Thinking of the word ominous reminded him of Naomi, of a conversation they’d had a few days before. He was never going to see her again, he realized. Not her, or his mum, or his stepdad, or his sister, or any of his friends. He would never listen to The Goldfish Technique again, or play guitar. He’d never have a serious girlfriend, or start his own band, or move out of his mum’s place.
Worst of all, he was going to die wearing his Chaz’s Chicken Hut uniform.
Lachlan felt one of the men grab him under his arms and hoist him from behind. He tried to struggle, but only managed a weak twitch.

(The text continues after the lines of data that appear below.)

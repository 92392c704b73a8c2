// Unsafe code should not be used.
// Hard to reason about correctness, and maintainability.
#![forbid(unsafe_code)]
// Ensure that all lint names are valid.
#![deny(unknown_lints)]
// Fail-fast lints: correctness, safety, and API surface
#![deny(
    clippy::panic, // forbid explicit panic! macro
    clippy::todo, // blocks remaining todo! placeholders
    clippy::unimplemented, // blocks unimplemented! placeholders
    clippy::unwrap_used, // reject Result/Option unwraps
    clippy::expect_used, // reject expect with panic messages
    dead_code, // ban unused items
    nonstandard_style, // enforce idiomatic naming/style
    unreachable_patterns, // catch unreachable match arms
    trivial_casts, // block needless casts
    unused_import_braces, // avoid unused braces in imports
)]
// Use README.md as crate documentation.
#![doc = include_str!(concat!(env!("CARGO_MANIFEST_DIR"), "/README.md"))]

mod ast;
mod builder;
mod coerce;
mod errors;
mod interpreter;
mod ops;
mod rule;
mod strings;
mod value;

pub use coerce::{falsy, truthy};
pub use errors::Error;
pub use interpreter::VariableAccessor;
pub use rule::{apply, build, data_accessor, positional_accessor, Rule};
pub use value::Value;
#[test]
fn if_selects_first_truthy_branch() -> Result<()> {
    let rule = json!({"if": [
        {"<": [{"var": "temp"}, 0]}, "freezing",
        {"<": [{"var": "temp"}, 100]}, "liquid",
        "gas"
    ]});

    assert_eq!(eval(rule.clone(), json!({"temp": -5}))?, Value::from("freezing"));
    assert_eq!(eval(rule.clone(), json!({"temp": 50}))?, Value::from("liquid"));
    assert_eq!(eval(rule, json!({"temp": 200}))?, Value::from("gas"));
    Ok(())
}

#[test]
fn if_degenerate_arities() -> Result<()> {
    assert_eq!(eval(json!({"if": []}), json!({}))?, Value::Null);
    assert_eq!(eval(json!({"if": [7]}), json!({}))?, Value::Int(7));
    assert_eq!(
        eval(json!({"if": [false, "then"]}), json!({}))?,
        Value::Null
    );
    Ok(())
}

//
// comparison

#[test]
fn chained_less_than() -> Result<()> {
    assert_eq!(eval(json!({"<": [1, 2, 3]}), json!({}))?, Value::Bool(true));
    assert_eq!(eval(json!({"<": [3, 2, 1]}), json!({}))?, Value::Bool(false));
    assert_eq!(eval(json!({"<": [1, 1, 2]}), json!({}))?, Value::Bool(false));
    assert_eq!(
        eval(json!({"<=": [1, 1, 2]}), json!({}))?,
        Value::Bool(true)
    );
    Ok(())
}

#[test]
fn loose_equality_coerces() -> Result<()> {
    assert_eq!(eval(json!({"==": ["2", 2]}), json!({}))?, Value::Bool(true));
    assert_eq!(eval(json!({"==": [1, true]}), json!({}))?, Value::Bool(true));
    assert_eq!(eval(json!({"==": [0, false]}), json!({}))?, Value::Bool(true));
    assert_eq!(eval(json!({"!=": [1, 2]}), json!({}))?, Value::Bool(true));
    Ok(())
}

#[test]
fn string_and_bool_are_never_equal() -> Result<()> {
    assert_eq!(
        eval(json!({"==": ["true", true]}), json!({}))?,
        Value::Bool(false)
    );
    Ok(())
}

The room they carried him into was massive, with clinical white walls and a glass chamber in the center. He felt himself being flung into the chamber, the door shutting behind him before he hit the floor. He heard a loud thwack as his head collided with something metal, but felt detached from it, as though he was watching someone else hit their head.
He could see the men outside the chamber, a third person with them now, manipulating some controls.
The loudest sound he had ever heard tore through his ears, and a thick green fog swallowed the room around him.